About this exercise | Copy out all lines from the entries below in which "ScriptOptions" occurs.

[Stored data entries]
>>>>>

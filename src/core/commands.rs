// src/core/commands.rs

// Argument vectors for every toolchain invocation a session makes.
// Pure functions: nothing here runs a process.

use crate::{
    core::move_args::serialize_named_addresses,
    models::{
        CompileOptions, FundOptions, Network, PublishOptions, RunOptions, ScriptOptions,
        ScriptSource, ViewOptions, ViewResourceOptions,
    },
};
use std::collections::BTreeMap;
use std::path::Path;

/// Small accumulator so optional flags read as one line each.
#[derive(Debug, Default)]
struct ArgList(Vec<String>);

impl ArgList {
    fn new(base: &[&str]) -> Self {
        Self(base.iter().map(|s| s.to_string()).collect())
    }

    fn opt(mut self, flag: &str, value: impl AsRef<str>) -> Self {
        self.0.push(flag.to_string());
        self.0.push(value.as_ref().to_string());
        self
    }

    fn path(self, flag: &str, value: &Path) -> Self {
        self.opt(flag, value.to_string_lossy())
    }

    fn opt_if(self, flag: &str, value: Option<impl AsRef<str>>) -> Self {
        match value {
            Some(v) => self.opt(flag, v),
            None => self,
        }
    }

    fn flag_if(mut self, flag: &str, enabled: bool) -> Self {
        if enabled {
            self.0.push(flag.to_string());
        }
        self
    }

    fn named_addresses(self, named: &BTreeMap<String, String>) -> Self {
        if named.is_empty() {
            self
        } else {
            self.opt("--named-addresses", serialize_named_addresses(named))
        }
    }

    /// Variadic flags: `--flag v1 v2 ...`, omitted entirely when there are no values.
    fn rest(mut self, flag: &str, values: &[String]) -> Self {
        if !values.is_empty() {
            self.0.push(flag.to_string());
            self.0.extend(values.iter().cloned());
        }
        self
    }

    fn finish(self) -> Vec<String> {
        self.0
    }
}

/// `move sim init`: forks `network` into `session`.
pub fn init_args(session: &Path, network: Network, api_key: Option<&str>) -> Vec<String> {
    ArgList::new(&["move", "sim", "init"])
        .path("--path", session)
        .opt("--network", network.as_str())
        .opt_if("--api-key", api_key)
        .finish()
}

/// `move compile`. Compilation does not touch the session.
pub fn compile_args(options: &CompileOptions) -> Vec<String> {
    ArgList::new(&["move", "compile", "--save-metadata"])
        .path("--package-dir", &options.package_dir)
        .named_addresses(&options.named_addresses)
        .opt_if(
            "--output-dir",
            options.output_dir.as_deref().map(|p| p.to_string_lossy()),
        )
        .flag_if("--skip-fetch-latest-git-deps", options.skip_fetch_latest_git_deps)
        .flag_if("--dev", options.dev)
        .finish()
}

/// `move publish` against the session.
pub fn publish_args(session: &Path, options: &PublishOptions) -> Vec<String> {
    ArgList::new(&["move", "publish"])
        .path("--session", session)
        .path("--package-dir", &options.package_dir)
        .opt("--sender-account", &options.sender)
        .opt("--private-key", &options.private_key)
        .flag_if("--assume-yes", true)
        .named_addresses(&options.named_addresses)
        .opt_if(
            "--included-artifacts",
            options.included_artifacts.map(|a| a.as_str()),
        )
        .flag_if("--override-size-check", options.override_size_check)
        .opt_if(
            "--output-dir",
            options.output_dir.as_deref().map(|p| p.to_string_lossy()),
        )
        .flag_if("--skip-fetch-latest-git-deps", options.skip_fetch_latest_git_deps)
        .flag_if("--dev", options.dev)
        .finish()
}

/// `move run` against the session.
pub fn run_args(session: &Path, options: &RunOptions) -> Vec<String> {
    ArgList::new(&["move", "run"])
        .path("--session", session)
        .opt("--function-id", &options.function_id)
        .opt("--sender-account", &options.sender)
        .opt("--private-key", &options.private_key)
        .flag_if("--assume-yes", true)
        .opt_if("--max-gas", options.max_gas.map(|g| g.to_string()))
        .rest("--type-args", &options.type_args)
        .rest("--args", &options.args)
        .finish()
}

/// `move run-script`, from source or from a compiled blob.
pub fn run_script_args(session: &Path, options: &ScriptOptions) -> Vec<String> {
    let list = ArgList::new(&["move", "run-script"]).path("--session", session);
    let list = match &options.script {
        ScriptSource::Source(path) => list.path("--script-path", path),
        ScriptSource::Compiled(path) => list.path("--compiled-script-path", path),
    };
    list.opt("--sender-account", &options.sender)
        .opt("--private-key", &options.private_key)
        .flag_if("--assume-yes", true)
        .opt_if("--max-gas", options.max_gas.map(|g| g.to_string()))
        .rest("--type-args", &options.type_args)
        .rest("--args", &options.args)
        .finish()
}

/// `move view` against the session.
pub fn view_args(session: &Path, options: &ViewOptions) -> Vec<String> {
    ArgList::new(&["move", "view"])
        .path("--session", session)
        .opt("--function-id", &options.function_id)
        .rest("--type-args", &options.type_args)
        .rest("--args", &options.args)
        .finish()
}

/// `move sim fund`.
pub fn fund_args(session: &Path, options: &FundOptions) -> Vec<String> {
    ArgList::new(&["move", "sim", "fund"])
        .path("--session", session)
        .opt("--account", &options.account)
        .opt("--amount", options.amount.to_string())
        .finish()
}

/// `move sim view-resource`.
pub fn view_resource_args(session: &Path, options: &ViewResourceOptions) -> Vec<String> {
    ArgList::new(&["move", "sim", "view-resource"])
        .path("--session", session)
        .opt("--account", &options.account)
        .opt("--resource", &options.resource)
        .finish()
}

<<<<<

Written response |
        CompileOptions, FundOptions, Network, PublishOptions, RunOptions, ScriptOptions,
pub fn run_script_args(session: &Path, options: &ScriptOptions) -> Vec<String> {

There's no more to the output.